However, the use of a single-piece color liquid crystal panel as a light valve device in a projection system still has the following problems:

(1) the illumination light will use a white light source to form different color sub-pixels through a color filter film on top of the color liquid crystal panel. Since the color filter only transmits light of a specific color, 2/3 light cannot pass through the pixel and is completely absorbed, resulting in a large loss of light energy, for example, more than 60%. Meanwhile, absorbed light is converted into heat, so that the temperature of the color liquid crystal panel is increased, and the display effect and the service life of a display chip are further influenced;

(2) the LCD panel is manufactured by two processes, namely, Low Temperature Poly-Silicon (LTPS) and High Temperature Poly-Silicon (HTPS), wherein the HTPS process has High precision, the size of a liquid crystal pixel can reach less than 10 μm, but the process requirement is High, and thus the cost is High. The color liquid crystal panel generally employs an LTPS process. LTPS processes are less costly but less accurate and have larger pixel sizes, e.g., pixel sizes typically above 25 um. Under the condition of a certain resolution, the size of the whole LCD panel is larger, so that the size of a subsequent lens is larger, and finally, the size of the whole projection system is larger;

(3) the color pixels on the color liquid crystal panel are separated from each other, although in television, computer monitor or mobile phone screen display, the observer cannot distinguish the spatial color separation in consideration of the angular resolution limit of human eyes and the observation distance. However, in the projection display, since the size of the projection is usually much larger than that of the solid display screen, the phenomenon of color pixel separation is more obvious, and the viewing effect is affected.

In addition, the projection system based on the color liquid crystal panel has the following problems:

(1) in the liquid crystal panel, a matrix type conductive electrode, that is, a TFT (Thin Film Transistor) circuit, for driving liquid crystal of each individual pixel is present.
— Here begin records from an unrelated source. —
// Jackson Coxson

//! Lockdown control channel: session negotiation, pairing, the in-band TLS
//! upgrade and service discovery.
//!
//! Every request is an XML plist dict with a `Request` key; responses echo
//! it and either carry the result or an `Error` string.

use std::time::Duration;

use log::{debug, warn};
use plist::Value;

use crate::pair_record::{PairRecord, PairRecordStore};
use crate::{ca, DeviceConnection, DeviceError, ReadWrite, UsbDevice};

/// TCP-like destination port lockdownd listens on.
pub const LOCKDOWN_PORT: u16 = 62078;

const PAIR_DIALOG_RETRIES: u32 = 20;
const PAIR_DIALOG_DELAY: Duration = Duration::from_secs(1);

/// Where lockdown said a started service lives.
#[derive(Clone, Debug)]
pub struct ServiceHandle {
    pub name: String,
    pub port: u16,
    /// The caller must TLS-upgrade the service connection before any
    /// traffic when set.
    pub requires_tls: bool,
}

/// Client for the lockdown control channel.
///
/// Request/response pairs are atomic per instance: the `&mut self` methods
/// serialize callers naturally, and an instance shared between tasks goes
/// behind one mutex.
pub struct LockdownClient {
    pub connection: DeviceConnection,
    session_id: Option<String>,
}

impl LockdownClient {
    /// Connects over the device's mux transport and performs the QueryType
    /// handshake.
    pub async fn connect(device: &UsbDevice) -> Result<Self, DeviceError> {
        let socket = device.connect(LOCKDOWN_PORT).await?;
        Self::from_socket(Box::new(socket), "idevice-usb").await
    }

    /// Builds a client over an established stream and performs the
    /// QueryType handshake.
    pub async fn from_socket(
        socket: Box<dyn ReadWrite>,
        label: impl Into<String>,
    ) -> Result<Self, DeviceError> {
        let mut client = Self {
            connection: DeviceConnection::new(socket, label),
            session_id: None,
        };
        client.query_type().await?;
        Ok(client)
    }

    fn base_request(&self, request: &str) -> plist::Dictionary {
        let mut req = plist::Dictionary::new();
        req.insert("Label".into(), self.connection.label().to_owned().into());
        req.insert("Request".into(), request.into());
        req
    }

    /// Verifies the peer actually is lockdownd. Anything but the canonical
    /// type string is fatal.
    pub async fn query_type(&mut self) -> Result<String, DeviceError> {
        let req = self.base_request("QueryType");
        self.connection.send_plist(Value::Dictionary(req)).await?;
        let res = self.connection.read_plist().await?;
        match res.get("Type").and_then(|t| t.as_string()) {
            Some("com.apple.mobile.lockdown") => Ok("com.apple.mobile.lockdown".to_string()),
            Some(other) => {
                warn!("port {LOCKDOWN_PORT} answered QueryType with {other}");
                Err(DeviceError::InvalidService)
            }
            None => Err(DeviceError::InvalidService),
        }
    }

    /// Retrieves a value from the device, optionally under a domain. With
    /// no key the whole domain dictionary comes back.
    pub async fn get_value(
        &mut self,
        key: Option<&str>,
        domain: Option<&str>,
    ) -> Result<Value, DeviceError> {
        let mut req = self.base_request("GetValue");
        if let Some(key) = key {
            req.insert("Key".into(), key.into());
        }
        if let Some(domain) = domain {
            req.insert("Domain".into(), domain.into());
        }
        self.connection.send_plist(Value::Dictionary(req)).await?;
        let res = self.connection.read_plist().await?;
        res.get("Value")
            .cloned()
            .ok_or_else(|| DeviceError::Unknown("response carried no Value".to_string()))
    }

    /// Sets a value on the device.
    pub async fn set_value(
        &mut self,
        key: impl Into<String>,
        value: Value,
        domain: Option<&str>,
    ) -> Result<(), DeviceError> {
        let key = key.into();
        let mut req = self.base_request("SetValue");
        req.insert("Key".into(), key.into());
        req.insert("Value".into(), value);
        if let Some(domain) = domain {
            req.insert("Domain".into(), domain.into());
        }
        self.connection.send_plist(Value::Dictionary(req)).await?;
        self.connection.read_plist().await?;
        Ok(())
    }

    /// Starts a session. When the device asks for SSL the TLS handshake
    /// runs immediately over the same mux connection, and everything after
    /// this call is encrypted until `stop_session`.
    pub async fn start_session(&mut self, record: &PairRecord) -> Result<(), DeviceError> {
        let mut req = self.base_request("StartSession");
        req.insert("HostID".into(), record.host_id.clone().into());
        req.insert("SystemBUID".into(), record.system_buid.clone().into());
        self.connection.send_plist(Value::Dictionary(req)).await?;

        let res = self.connection.read_plist().await?;
        let session_id = res
            .get("SessionID")
            .and_then(|s| s.as_string())
            .map(ToOwned::to_owned)
            .ok_or_else(|| {
                DeviceError::Unknown("StartSession response carried no SessionID".to_string())
            })?;
        let enable_ssl = res
            .get("EnableSessionSSL")
            .and_then(|b| b.as_boolean())
            .unwrap_or(false);

        if enable_ssl {
            self.connection.start_tls(record).await?;
            debug!("lockdown session {session_id} secured");
        } else {
            debug!("lockdown session {session_id} started without SSL");
        }
        self.session_id = Some(session_id);
        Ok(())
    }

    pub fn session_id(&self) -> Option<&str> {
        self.session_id.as_deref()
    }

    /// Stops the current session. The TLS session is torn down with a
    /// close-notify and the connection reverts to plaintext.
    pub async fn stop_session(&mut self) -> Result<(), DeviceError> {
        let Some(session_id) = self.session_id.clone() else {
            return Ok(());
        };
        let mut req = self.base_request("StopSession");
        req.insert("SessionID".into(), session_id.into());
        self.connection.send_plist(Value::Dictionary(req)).await?;
        self.connection.read_plist().await?;
        self.connection.stop_tls().await?;
        self.session_id = None;
        Ok(())
    }

    /// Asks lockdownd to start a service, returning the port to connect to
    /// and whether that connection needs a TLS upgrade of its own.
    pub async fn start_service(
        &mut self,
        name: impl Into<String>,
    ) -> Result<ServiceHandle, DeviceError> {
        let name = name.into();
        let mut req = self.base_request("StartService");
        req.insert("Service".into(), name.clone().into());
        self.connection.send_plist(Value::Dictionary(req)).await?;
        let res = self.connection.read_plist().await?;

        let port = res
            .get("Port")
            .and_then(|p| p.as_unsigned_integer())
            .and_then(|p| u16::try_from(p).ok())
            .filter(|p| *p != 0)
            .ok_or_else(|| {
                warn!("StartService response carried no usable port");
                DeviceError::Unknown("StartService response carried no usable port".to_string())
            })?;
        let requires_tls = res
            .get("EnableServiceSSL")
            .and_then(|b| b.as_boolean())
            // over USB the key is usually absent entirely
            .unwrap_or(false);

        debug!("service {name} started on port {port} (tls: {requires_tls})");
        Ok(ServiceHandle {
            name,
            port,
            requires_tls,
        })
    }

    /// First-time pairing. Fetches the device's public key, generates the
    /// host identity and submits the pair record; while the trust dialog
    /// is up on the device the request is retried once per second.
    ///
    /// The returned record is not persisted here; use
    /// [`LockdownClient::pair_with_store`] for that.
    pub async fn pair(
        &mut self,
        host_id: impl Into<String>,
        system_buid: impl Into<String>,
    ) -> Result<PairRecord, DeviceError> {
        let host_id = host_id.into();
        let system_buid = system_buid.into();

        let public_key = self.get_value(Some("DevicePublicKey"), None).await?;
        let public_key = public_key
            .as_data()
            .map(|d| d.to_vec())
            .ok_or_else(|| DeviceError::Unknown("DevicePublicKey was not data".to_string()))?;

        let identity = ca::generate_certificates(&public_key)?;

        let mut record_dict = plist::Dictionary::new();
        record_dict.insert(
            "DeviceCertificate".into(),
            Value::Data(identity.device_certificate.clone()),
        );
        record_dict.insert(
            "HostCertificate".into(),
            Value::Data(identity.host_certificate.clone()),
        );
        record_dict.insert(
            "RootCertificate".into(),
            Value::Data(identity.root_certificate.clone()),
        );
        record_dict.insert("HostID".into(), host_id.clone().into());
        record_dict.insert("SystemBUID".into(), system_buid.clone().into());

        let mut req = self.base_request("Pair");
        req.insert("PairRecord".into(), Value::Dictionary(record_dict));
        req.insert("ProtocolVersion".into(), "2".into());

        let mut attempt = 0;
        loop {
            self.connection
                .send_plist(Value::Dictionary(req.clone()))
                .await?;
            match self.connection.read_plist().await {
                Ok(_) => break,
                Err(DeviceError::PairingDialogResponsePending)
                    if attempt < PAIR_DIALOG_RETRIES =>
                {
                    attempt += 1;
                    debug!("pairing dialog pending, retry {attempt}/{PAIR_DIALOG_RETRIES}");
                    tokio::time::sleep(PAIR_DIALOG_DELAY).await;
                }
                Err(e) => return Err(e),
            }
        }

        Ok(PairRecord {
            device_certificate: identity.device_certificate,
            host_certificate: identity.host_certificate,
            root_certificate: identity.root_certificate,
            host_private_key: identity.host_private_key,
            root_private_key: identity.root_private_key,
            host_id,
            system_buid,
            device_public_key: Some(public_key),
        })
    }

    /// Pairs with a freshly minted HostID and the store's SystemBUID, then
    /// persists the record keyed by the device's UDID.
    pub async fn pair_with_store(
        &mut self,
        store: &dyn PairRecordStore,
        udid: &str,
    ) -> Result<PairRecord, DeviceError> {
        let host_id = uuid::Uuid::new_v4().to_string();
        let system_buid = store.system_buid()?;
        let record = self.pair(host_id, system_buid).await?;
        store.save(udid, &record)?;
        Ok(record)
    }

    /// Best-effort StopSession, then FIN-closes the connection.
    pub async fn close(mut self) {
        if self.session_id.is_some() {
            if let Err(e) = self.stop_session().await {
                debug!("stop session on close failed: {e}");
            }
        }
        if let Err(e) = self.connection.close().await {
            debug!("lockdown close failed: {e}");
        }
    }
}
The TFT circuit is made of opaque materials, so that incident light at corresponding positions can be shielded, and partial light effect loss is caused. In addition, part of the light energy is absorbed by the TFT circuit and converted into heat. In addition, due to the existence of the TFT circuit and process limitations, in order to ensure the aperture ratio of the panel, that is, to ensure the light transmittance of the panel, the size of the liquid crystal panel is large, which results in a large size and volume of the projection system;

(2) the color liquid crystal panel adopts a group of red, green and blue pixels which are equivalent to one color pixel, so that the resolution of the liquid crystal panel is reduced to 1/3 of the intrinsic resolution;

(3) the liquid crystal panel has a low aperture ratio, and a lot of incident light is absorbed by Black Matrix between pixels, resulting in low efficiency of LCD projection.

To solve the above problems, the prior art proposes to implement a high efficiency projection system by attaching cylindrical microlens arrays on an LCD, one of which covers three pixels in the horizontal dimension, so that RGB illumination light, which is angularly separated in one dimension but overlapped in the plane, is used. However, angular separation of the three RGB wavelengths of light is a difficult problem.

The prior art also discloses an optical scheme that RGB pure laser is matched with a diffraction optical device to realize separation of RGB three-color light in angle, and a single micro-transparent LCD panel is matched to realize high-efficiency illumination. From the viewpoint of light sources, light sources based on RGB three-color lasers have problems of speckle and excessive cost. From the perspective of optical devices, the diffraction optical device has the problems of low efficiency due to efficiency loss caused by wide light source spectrum width or wavelength temperature drift, and the like, and the diffraction optical device also has high processing precision requirement.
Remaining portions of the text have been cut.